## Your instructions
Take the lines below beginning at the line that has "the probe deadline." and stopping after the line that has "written. No retries.", and print them exactly as they are, with no other lines.

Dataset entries
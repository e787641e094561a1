use crate::record::{Record, Value};

/// Marker that identifies a result line in benchmark output.
pub const DEFAULT_MARKER: &str = "RESULT ";

/// Return the payload of a marker line, or `None` for any other line.
pub fn strip_marker<'a>(line: &'a str, marker: &str) -> Option<&'a str> {
    line.strip_prefix(marker)
}

/// Extract `key=value` pairs from a marker line's payload.
///
/// The payload is split on single spaces. A token counts as a pair only when
/// it contains exactly one `=`; everything else is dropped without complaint.
/// Keys and values are trimmed. When `allow` is given, only keys listed in it
/// are kept. Values are never converted here.
pub fn parse_line(payload: &str, allow: Option<&[String]>) -> Record {
    let mut record = Record::new();

    for token in payload.split(' ') {
        let mut parts = token.splitn(3, '=');
        let (Some(key), Some(value), None) = (parts.next(), parts.next(), parts.next()) else {
            continue;
        };

        let key = key.trim();
        if let Some(allow) = allow {
            if !allow.iter().any(|name| name == key) {
                continue;
            }
        }

        record.insert(key, Value::Scalar(value.trim().to_string()));
    }

    record
}
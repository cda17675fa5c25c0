//! Error types for the scan engine.
//!
//! Only configuration and resolution problems are errors. Closed, filtered or
//! failing ports are reported as [`crate::probe::ProbeStatus`] values.

use std::path::PathBuf;

use thiserror::Error;

/// Result type alias for scan engine operations.
pub type Result<T> = std::result::Result<T, ScanError>;

#[derive(Error, Debug, Clone, PartialEq, Eq)]
pub enum ScanError {
    /// A port token is neither an integer nor a `low-high` range.
    #[error("invalid port specification: {0:?}")]
    InvalidPortSpec(String),

    /// A port number outside 1..=65535.
    #[error("port out of range: {0} (expected 1-65535)")]
    PortOutOfRange(u32),

    /// A range whose low end is above its high end.
    #[error("invalid port range {0}-{1} (start > end)")]
    InvalidRange(u16, u16),

    /// The selection produced no ports at all.
    #[error("no ports selected")]
    EmptyPortSet,

    /// A ports file could not be read or parsed.
    #[error("ports file {}: {reason}", path.display())]
    PortsFile { path: PathBuf, reason: String },

    /// Any other invalid scan setting (timeout, workers, target).
    #[error("invalid configuration: {0}")]
    InvalidConfig(String),

    /// The target did not resolve to an address of the requested family.
    #[error("could not resolve {target}: {reason}")]
    Resolution { target: String, reason: String },
}

impl ScanError {
    /// True for errors caught before resolution is attempted.
    pub fn is_configuration(&self) -> bool {
        !matches!(self, ScanError::Resolution { .. })
    }
}
use std::collections::BTreeSet;
use std::fmt;
use std::fs;
use std::ops::RangeInclusive;
use std::path::Path;
use std::str::FromStr;

use crate::error::{Result, ScanError};

/// Ports scanned when no specification is given.
pub const DEFAULT_PORT_RANGE: RangeInclusive<u16> = 1..=1024;

/// Curated set of commonly used service ports for `--well-known` scans.
pub const WELL_KNOWN_PORTS: &[u16] = &[
    20, 21, 22, 23, 25, 53, 67, 68, 69, 80, 88, 110, 123, 135, 139, 143, 161, 162, 389, 443, 445,
    465, 514, 587, 631, 636, 993, 995, 1080, 1194, 1433, 1521, 1723, 2049, 3306, 3389, 5900, 6379,
    8000, 8080, 8443,
];

/// A deduplicated set of TCP ports in 1..=65535, iterated in ascending order.
///
/// The `Display` form is canonical spec text (`22,80,8000-8002`) and parses
/// back to the same set.
#[derive(Debug, Clone, PartialEq, Eq, Default)]
pub struct PortSet(BTreeSet<u16>);

impl PortSet {
    pub fn len(&self) -> usize {
        self.0.len()
    }

    pub fn is_empty(&self) -> bool {
        self.0.is_empty()
    }

    pub fn contains(&self, port: u16) -> bool {
        self.0.contains(&port)
    }

    /// Ports in ascending order.
    pub fn iter(&self) -> impl Iterator<Item = u16> + '_ {
        self.0.iter().copied()
    }

    pub fn to_vec(&self) -> Vec<u16> {
        self.iter().collect()
    }

    fn non_empty(self) -> Result<Self> {
        if self.is_empty() {
            return Err(ScanError::EmptyPortSet);
        }
        Ok(self)
    }
}

impl fmt::Display for PortSet {
    fn fmt(&self, f: &mut fmt::Formatter<'_>) -> fmt::Result {
        let mut first = true;
        let mut ports = self.iter().peekable();
        while let Some(low) = ports.next() {
            let mut high = low;
            while high < u16::MAX && ports.peek() == Some(&(high + 1)) {
                high = ports.next().unwrap_or(high);
            }
            if !first {
                f.write_str(",")?;
            }
            first = false;
            if low == high {
                write!(f, "{low}")?;
            } else {
                write!(f, "{low}-{high}")?;
            }
        }
        Ok(())
    }
}

impl FromStr for PortSet {
    type Err = ScanError;

    fn from_str(s: &str) -> Result<Self> {
        let mut set = PortSet::default();
        parse_spec_into(&mut set, s)?;
        set.non_empty()
    }
}

/// Parse a port specification into a [`PortSet`].
///
/// Grammar: comma-separated tokens, each a port (`80`) or an inclusive range
/// (`8000-8010`). Whitespace around tokens is ignored and empty tokens are
/// skipped. `None` selects `default`.
pub fn parse_port_spec(spec: Option<&str>, default: RangeInclusive<u16>) -> Result<PortSet> {
    match spec {
        Some(s) => s.parse(),
        None => {
            let (low, high) = (*default.start(), *default.end());
            if low == 0 {
                return Err(ScanError::PortOutOfRange(0));
            }
            if low > high {
                return Err(ScanError::InvalidRange(low, high));
            }
            PortSet(default.collect()).non_empty()
        }
    }
}

/// The fixed well-known preset. Never consults a textual spec.
pub fn well_known_ports() -> PortSet {
    PortSet(WELL_KNOWN_PORTS.iter().copied().collect())
}

/// Parse ports file content into a [`PortSet`].
///
/// Each line holds a spec fragment (`22`, `8000-8010`, `80,443`). Everything
/// after `#` is a comment; blank lines are ignored. `path` only labels errors.
pub fn parse_ports_file_str(content: &str, path: &Path) -> Result<PortSet> {
    let mut set = PortSet::default();
    for (idx, raw_line) in content.lines().enumerate() {
        let line = raw_line.split('#').next().map(str::trim).unwrap_or("");
        if line.is_empty() {
            continue;
        }
        parse_spec_into(&mut set, line).map_err(|e| ScanError::PortsFile {
            path: path.to_path_buf(),
            reason: format!("line {}: {e}", idx + 1),
        })?;
    }
    set.non_empty()
}

/// Load a ports list from a file path.
pub fn load_ports_from_path(path: impl AsRef<Path>) -> Result<PortSet> {
    let path = path.as_ref();
    let content = fs::read_to_string(path).map_err(|e| ScanError::PortsFile {
        path: path.to_path_buf(),
        reason: e.to_string(),
    })?;
    parse_ports_file_str(&content, path)
}

fn parse_spec_into(set: &mut PortSet, spec: &str) -> Result<()> {
    for raw in spec.split(',') {
        let token = raw.trim();
        if token.is_empty() {
            continue;
        }

        if let Some((a, b)) = token.split_once('-') {
            let low = parse_port_number(token, a.trim())?;
            let high = parse_port_number(token, b.trim())?;
            if low > high {
                return Err(ScanError::InvalidRange(low, high));
            }
            set.0.extend(low..=high);
            continue;
        }

        set.0.insert(parse_port_number(token, token)?);
    }
    Ok(())
}

fn parse_port_number(token: &str, s: &str) -> Result<u16> {
    let invalid = || ScanError::InvalidPortSpec(token.to_string());
    if s.is_empty() || !s.bytes().all(|b| b.is_ascii_digit()) {
        return Err(invalid());
    }
    // All digits, so a failed parse can only be overflow.
    let val: u32 = s.parse().unwrap_or(u32::MAX);
    if val == 0 || val > u32::from(u16::MAX) {
        return Err(ScanError::PortOutOfRange(val));
    }
    Ok(val as u16)
}
use std::fmt;
use std::future::Future;
use std::io;
use std::net::SocketAddr;
use std::time::Duration;

use serde::{Deserialize, Serialize};
use tokio::net::TcpStream;
use tokio::time::{self, Instant};
use tracing::trace;

use crate::resolver::ResolvedAddress;

/// One (address, port) pair to probe exactly once.
#[derive(Debug, Clone, Copy, PartialEq, Eq, Hash)]
pub struct ProbeTask {
    pub address: ResolvedAddress,
    pub port: u16,
}

impl ProbeTask {
    pub fn socket_addr(&self) -> SocketAddr {
        self.address.socket_addr(self.port)
    }
}

/// How a single connect attempt ended.
#[derive(Serialize, Deserialize, Debug, Clone, PartialEq, Eq, Hash)]
#[serde(tag = "state", content = "reason", rename_all = "snake_case")]
pub enum ProbeStatus {
    Open,
    /// Actively refused.
    Closed,
    /// No answer before the probe deadline.
    Filtered,
    Error(String),
}

impl fmt::Display for ProbeStatus {
    fn fmt(&self, f: &mut fmt::Formatter<'_>) -> fmt::Result {
        match self {
            ProbeStatus::Open => f.write_str("open"),
            ProbeStatus::Closed => f.write_str("closed"),
            ProbeStatus::Filtered => f.write_str("filtered"),
            ProbeStatus::Error(reason) => write!(f, "error ({reason})"),
        }
    }
}

/// Result of probing one [`ProbeTask`].
#[derive(Serialize, Deserialize, Debug, Clone, PartialEq, Eq)]
pub struct ProbeOutcome {
    pub address: ResolvedAddress,
    pub port: u16,
    pub status: ProbeStatus,
    pub elapsed: Duration,
}

impl ProbeOutcome {
    pub fn is_open(&self) -> bool {
        self.status == ProbeStatus::Open
    }
}

/// Attempt one TCP connect to `task` bounded by `timeout`.
///
/// The socket is closed as soon as the handshake completes; nothing is read or
/// written. No retries.
pub async fn connect_probe(task: ProbeTask, timeout: Duration) -> ProbeOutcome {
    classify_connect(task, timeout, TcpStream::connect(task.socket_addr())).await
}

/// Drive `connect` under `timeout` and classify how it ended.
///
/// Only the deadline yields `Filtered`, so a filtered outcome always reports
/// `elapsed >= timeout`. OS-reported timeouts count as errors.
pub async fn classify_connect<F, S>(
    task: ProbeTask,
    timeout: Duration,
    connect: F,
) -> ProbeOutcome
where
    F: Future<Output = io::Result<S>>,
{
    let start = Instant::now();
    let status = match time::timeout(timeout, connect).await {
        Ok(Ok(stream)) => {
            drop(stream);
            ProbeStatus::Open
        }
        Ok(Err(e)) if e.kind() == io::ErrorKind::ConnectionRefused => ProbeStatus::Closed,
        Ok(Err(e)) => ProbeStatus::Error(e.to_string()),
        Err(_) => ProbeStatus::Filtered,
    };
    let elapsed = start.elapsed();
    trace!(addr = %task.socket_addr(), %status, ?elapsed, "probe finished");

    ProbeOutcome {
        address: task.address,
        port: task.port,
        status,
        elapsed,
    }
}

## Exercise answer
    /// No answer before the probe deadline.
    Filtered,
    Error(String),
}

impl fmt::Display for ProbeStatus {
    fn fmt(&self, f: &mut fmt::Formatter<'_>) -> fmt::Result {
        match self {
            ProbeStatus::Open => f.write_str("open"),
            ProbeStatus::Closed => f.write_str("closed"),
            ProbeStatus::Filtered => f.write_str("filtered"),
            ProbeStatus::Error(reason) => write!(f, "error ({reason})"),
        }
    }
}

/// Result of probing one [`ProbeTask`].
#[derive(Serialize, Deserialize, Debug, Clone, PartialEq, Eq)]
pub struct ProbeOutcome {
    pub address: ResolvedAddress,
    pub port: u16,
    pub status: ProbeStatus,
    pub elapsed: Duration,
}

impl ProbeOutcome {
    pub fn is_open(&self) -> bool {
        self.status == ProbeStatus::Open
    }
}

/// Attempt one TCP connect to `task` bounded by `timeout`.
///
/// The socket is closed as soon as the handshake completes; nothing is read or
/// written. No retries.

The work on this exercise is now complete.